**THE TASK**
Write out each line below exactly as it appears.

^^^^^^^^

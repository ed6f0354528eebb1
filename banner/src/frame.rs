/*
    Copyright (C) 2025 bugo07
    Released under EUPL 1.2 License
*/

use std::fs::File;
use std::io::{BufReader, Read, Write};
use std::path::Path;

use crate::error::{BannerError, BannerResult};
use crate::header::BannerHeader;

/// Packs one RGBA sample into a single word, alpha in the top byte.
#[inline]
pub fn pack_pixel(rgba: [u8; 4]) -> u32 {
    ((rgba[3] as u32) << 24)
        | ((rgba[0] as u32) << 16)
        | ((rgba[1] as u32) << 8)
        | (rgba[2] as u32)
}

/// Inverse of [`pack_pixel`], back to RGBA channel order.
#[inline]
pub fn unpack_pixel(pixel: u32) -> [u8; 4] {
    [
        (pixel >> 16) as u8,
        (pixel >> 8) as u8,
        pixel as u8,
        (pixel >> 24) as u8,
    ]
}

/// One decoded frame: dimensions, display delay and packed pixels in
/// row-major order.
#[derive(Debug, Clone, PartialEq, Eq)]
pub struct BannerFrame {
    pub width: u32,
    pub height: u32,
    pub delay_ms: u32,
    pub pixels: Vec<u32>,
}

impl BannerFrame {
    /// Builds a frame from a raw RGBA byte buffer, four bytes per pixel.
    pub fn from_rgba(width: u32, height: u32, delay_ms: u32, rgba: &[u8]) -> BannerResult<Self> {
        let header = BannerHeader {
            width,
            height,
            delay_ms,
        };
        if rgba.len() as u64 != header.payload_len() {
            return Err(BannerError::BufferMismatch {
                expected: header.payload_len(),
                actual: rgba.len() as u64,
            });
        }
        let pixels = rgba
            .chunks_exact(4)
            .map(|px| pack_pixel([px[0], px[1], px[2], px[3]]))
            .collect();
        Ok(Self {
            width,
            height,
            delay_ms,
            pixels,
        })
    }

    pub fn header(&self) -> BannerHeader {
        BannerHeader {
            width: self.width,
            height: self.height,
            delay_ms: self.delay_ms,
        }
    }

    /// Unpacks every pixel back into an RGBA byte buffer.
    pub fn to_rgba(&self) -> Vec<u8> {
        let mut rgba = Vec::with_capacity(self.pixels.len() * 4);
        for pixel in &self.pixels {
            rgba.extend_from_slice(&unpack_pixel(*pixel));
        }
        rgba
    }

    /// Serializes header and payload, one little-endian word per pixel.
    pub fn write_to<W: Write>(&self, writer: &mut W) -> std::io::Result<()> {
        writer.write_all(&self.header().to_bytes())?;
        for pixel in &self.pixels {
            writer.write_all(&pixel.to_le_bytes())?;
        }
        Ok(())
    }

    /// Reads one frame from a stream positioned at the magic bytes.
    pub fn read_from<R: Read>(reader: &mut R) -> BannerResult<Self> {
        let header = BannerHeader::read_from(reader)?;
        Self::read_payload(reader, header)
    }

    /// Reads a whole frame file, rejecting files whose length does not
    /// match the header.
    pub fn read_from_file(path: impl AsRef<Path>) -> BannerResult<Self> {
        let file = File::open(path)?;
        let actual = file.metadata()?.len();
        let mut reader = BufReader::new(file);
        let header = BannerHeader::read_from(&mut reader)?;
        if actual != header.file_len() {
            return Err(BannerError::SizeMismatch {
                expected: header.file_len(),
                actual,
            });
        }
        Self::read_payload(&mut reader, header)
    }

    pub(crate) fn read_payload<R: Read>(
        reader: &mut R,
        header: BannerHeader,
    ) -> BannerResult<Self> {
        // The header's byte count is untrusted: read up to it and verify
        // the length afterwards rather than allocating it up front.
        let expected = header.payload_len();
        let mut payload = Vec::new();
        reader.by_ref().take(expected).read_to_end(&mut payload)?;
        if payload.len() as u64 != expected {
            return Err(BannerError::ShortPayload { expected });
        }
        let pixels = payload
            .chunks_exact(4)
            .map(|bytes| u32::from_le_bytes([bytes[0], bytes[1], bytes[2], bytes[3]]))
            .collect();
        Ok(Self {
            width: header.width,
            height: header.height,
            delay_ms: header.delay_ms,
            pixels,
        })
    }
}
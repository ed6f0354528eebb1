/*
    Copyright (C) 2025 bugo07
    Released under EUPL 1.2 License
*/

use std::io::Read;

use crate::error::{BannerError, BannerResult};

/// First four bytes of every banner frame file.
pub const MAGIC: [u8; 4] = *b"BANN";

/// Fixed-size header at the start of a banner frame file.
///
/// Layout (all integers little-endian):
///
/// | offset | size | field    |
/// |--------|------|----------|
/// | 0      | 4    | `BANN`   |
/// | 4      | 4    | width    |
/// | 8      | 4    | height   |
/// | 12     | 4    | delay_ms |
///
/// The pixel payload follows immediately, `width * height` packed words.
#[derive(Debug, Clone, Copy, PartialEq, Eq)]
pub struct BannerHeader {
    pub width: u32,
    pub height: u32,
    /// How long the frame stays on screen, in milliseconds.
    pub delay_ms: u32,
}

impl BannerHeader {
    pub const SIZE: usize = 16;

    pub fn to_bytes(&self) -> [u8; Self::SIZE] {
        let mut bytes = [0u8; Self::SIZE];
        bytes[0..4].copy_from_slice(&MAGIC);
        bytes[4..8].copy_from_slice(&self.width.to_le_bytes());
        bytes[8..12].copy_from_slice(&self.height.to_le_bytes());
        bytes[12..16].copy_from_slice(&self.delay_ms.to_le_bytes());
        bytes
    }

    pub fn from_bytes(bytes: &[u8]) -> BannerResult<Self> {
        if bytes.len() < Self::SIZE {
            return Err(BannerError::ShortHeader(bytes.len()));
        }
        let magic = [bytes[0], bytes[1], bytes[2], bytes[3]];
        if magic != MAGIC {
            return Err(BannerError::BadMagic(magic));
        }
        Ok(Self {
            width: u32::from_le_bytes([bytes[4], bytes[5], bytes[6], bytes[7]]),
            height: u32::from_le_bytes([bytes[8], bytes[9], bytes[10], bytes[11]]),
            delay_ms: u32::from_le_bytes([bytes[12], bytes[13], bytes[14], bytes[15]]),
        })
    }

    pub fn read_from<R: Read>(reader: &mut R) -> BannerResult<Self> {
        let mut bytes = [0u8; Self::SIZE];
        reader.read_exact(&mut bytes)?;
        Self::from_bytes(&bytes)
    }

    pub fn pixel_count(&self) -> u64 {
        u64::from(self.width) * u64::from(self.height)
    }

    /// Payload size in bytes, excluding the header. Saturates at
    /// `u64::MAX` for dimension pairs too large to exist on disk.
    pub fn payload_len(&self) -> u64 {
        self.pixel_count().saturating_mul(4)
    }

    /// Total on-disk size of a well-formed file with this header.
    pub fn file_len(&self) -> u64 {
        self.payload_len().saturating_add(Self::SIZE as u64)
    }
}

^^^^^^^^

**TASK SOLUTION**
repository ed6f0354528eebb1
filename banner/src/frame.rs
/*
    Copyright (C) 2025 bugo07
    Released under EUPL 1.2 License
*/

use std::fs::File;
use std::io::{BufReader, Read, Write};
use std::path::Path;

use crate::error::{BannerError, BannerResult};
use crate::header::BannerHeader;

/// Packs one RGBA sample into a single word, alpha in the top byte.
#[inline]
pub fn pack_pixel(rgba: [u8; 4]) -> u32 {
    ((rgba[3] as u32) << 24)
        | ((rgba[0] as u32) << 16)
        | ((rgba[1] as u32) << 8)
        | (rgba[2] as u32)
}

/// Inverse of [`pack_pixel`], back to RGBA channel order.
#[inline]
pub fn unpack_pixel(pixel: u32) -> [u8; 4] {
    [
        (pixel >> 16) as u8,
        (pixel >> 8) as u8,
        pixel as u8,
        (pixel >> 24) as u8,
    ]
}

/// One decoded frame: dimensions, display delay and packed pixels in
/// row-major order.
#[derive(Debug, Clone, PartialEq, Eq)]
pub struct BannerFrame {
    pub width: u32,
    pub height: u32,
    pub delay_ms: u32,
    pub pixels: Vec<u32>,
}

impl BannerFrame {
    /// Builds a frame from a raw RGBA byte buffer, four bytes per pixel.
    pub fn from_rgba(width: u32, height: u32, delay_ms: u32, rgba: &[u8]) -> BannerResult<Self> {
        let header = BannerHeader {
            width,
            height,
            delay_ms,
        };
        if rgba.len() as u64 != header.payload_len() {
            return Err(BannerError::BufferMismatch {
                expected: header.payload_len(),
                actual: rgba.len() as u64,
            });
        }
        let pixels = rgba
            .chunks_exact(4)
            .map(|px| pack_pixel([px[0], px[1], px[2], px[3]]))
            .collect();
        Ok(Self {
            width,
            height,
            delay_ms,
            pixels,
        })
    }

    pub fn header(&self) -> BannerHeader {
        BannerHeader {
            width: self.width,
            height: self.height,
            delay_ms: self.delay_ms,
        }
    }

    /// Unpacks every pixel back into an RGBA byte buffer.
    pub fn to_rgba(&self) -> Vec<u8> {
        let mut rgba = Vec::with_capacity(self.pixels.len() * 4);
        for pixel in &self.pixels {
            rgba.extend_from_slice(&unpack_pixel(*pixel));
        }
        rgba
    }

    /// Serializes header and payload, one little-endian word per pixel.
    pub fn write_to<W: Write>(&self, writer: &mut W) -> std::io::Result<()> {
        writer.write_all(&self.header().to_bytes())?;
        for pixel in &self.pixels {
            writer.write_all(&pixel.to_le_bytes())?;
        }
        Ok(())
    }

    /// Reads one frame from a stream positioned at the magic bytes.
    pub fn read_from<R: Read>(reader: &mut R) -> BannerResult<Self> {
        let header = BannerHeader::read_from(reader)?;
        Self::read_payload(reader, header)
    }

    /// Reads a whole frame file, rejecting files whose length does not
    /// match the header.
    pub fn read_from_file(path: impl AsRef<Path>) -> BannerResult<Self> {
        let file = File::open(path)?;
        let actual = file.metadata()?.len();
        let mut reader = BufReader::new(file);
        let header = BannerHeader::read_from(&mut reader)?;
        if actual != header.file_len() {
            return Err(BannerError::SizeMismatch {
                expected: header.file_len(),
                actual,
            });
        }
        Self::read_payload(&mut reader, header)
    }

    pub(crate) fn read_payload<R: Read>(
        reader: &mut R,
        header: BannerHeader,
    ) -> BannerResult<Self> {
        // The header's byte count is untrusted: read up to it and verify
        // the length afterwards rather than allocating it up front.
        let expected = header.payload_len();
        let mut payload = Vec::new();
        reader.by_ref().take(expected).read_to_end(&mut payload)?;
        if payload.len() as u64 != expected {
            return Err(BannerError::ShortPayload { expected });
        }
        let pixels = payload
            .chunks_exact(4)
            .map(|bytes| u32::from_le_bytes([bytes[0], bytes[1], bytes[2], bytes[3]]))
            .collect();
        Ok(Self {
            width: header.width,
            height: header.height,
            delay_ms: header.delay_ms,
            pixels,
        })
    }
}
repository ed6f0354528eebb1
/*
    Copyright (C) 2025 bugo07
    Released under EUPL 1.2 License
*/

use std::io::Read;

use crate::error::{BannerError, BannerResult};

/// First four bytes of every banner frame file.
pub const MAGIC: [u8; 4] = *b"BANN";

/// Fixed-size header at the start of a banner frame file.
///
/// Layout (all integers little-endian):
///
/// | offset | size | field    |
/// |--------|------|----------|
/// | 0      | 4    | `BANN`   |
/// | 4      | 4    | width    |
/// | 8      | 4    | height   |
/// | 12     | 4    | delay_ms |
///
/// The pixel payload follows immediately, `width * height` packed words.
#[derive(Debug, Clone, Copy, PartialEq, Eq)]
pub struct BannerHeader {
    pub width: u32,
    pub height: u32,
    /// How long the frame stays on screen, in milliseconds.
    pub delay_ms: u32,
}

impl BannerHeader {
    pub const SIZE: usize = 16;

    pub fn to_bytes(&self) -> [u8; Self::SIZE] {
        let mut bytes = [0u8; Self::SIZE];
        bytes[0..4].copy_from_slice(&MAGIC);
        bytes[4..8].copy_from_slice(&self.width.to_le_bytes());
        bytes[8..12].copy_from_slice(&self.height.to_le_bytes());
        bytes[12..16].copy_from_slice(&self.delay_ms.to_le_bytes());
        bytes
    }

    pub fn from_bytes(bytes: &[u8]) -> BannerResult<Self> {
        if bytes.len() < Self::SIZE {
            return Err(BannerError::ShortHeader(bytes.len()));
        }
        let magic = [bytes[0], bytes[1], bytes[2], bytes[3]];
        if magic != MAGIC {
            return Err(BannerError::BadMagic(magic));
        }
        Ok(Self {
            width: u32::from_le_bytes([bytes[4], bytes[5], bytes[6], bytes[7]]),
            height: u32::from_le_bytes([bytes[8], bytes[9], bytes[10], bytes[11]]),
            delay_ms: u32::from_le_bytes([bytes[12], bytes[13], bytes[14], bytes[15]]),
        })
    }

    pub fn read_from<R: Read>(reader: &mut R) -> BannerResult<Self> {
        let mut bytes = [0u8; Self::SIZE];
        reader.read_exact(&mut bytes)?;
        Self::from_bytes(&bytes)
    }

    pub fn pixel_count(&self) -> u64 {
        u64::from(self.width) * u64::from(self.height)
    }

    /// Payload size in bytes, excluding the header. Saturates at
    /// `u64::MAX` for dimension pairs too large to exist on disk.
    pub fn payload_len(&self) -> u64 {
        self.pixel_count().saturating_mul(4)
    }

    /// Total on-disk size of a well-formed file with this header.
    pub fn file_len(&self) -> u64 {
        self.payload_len().saturating_add(Self::SIZE as u64)
    }
}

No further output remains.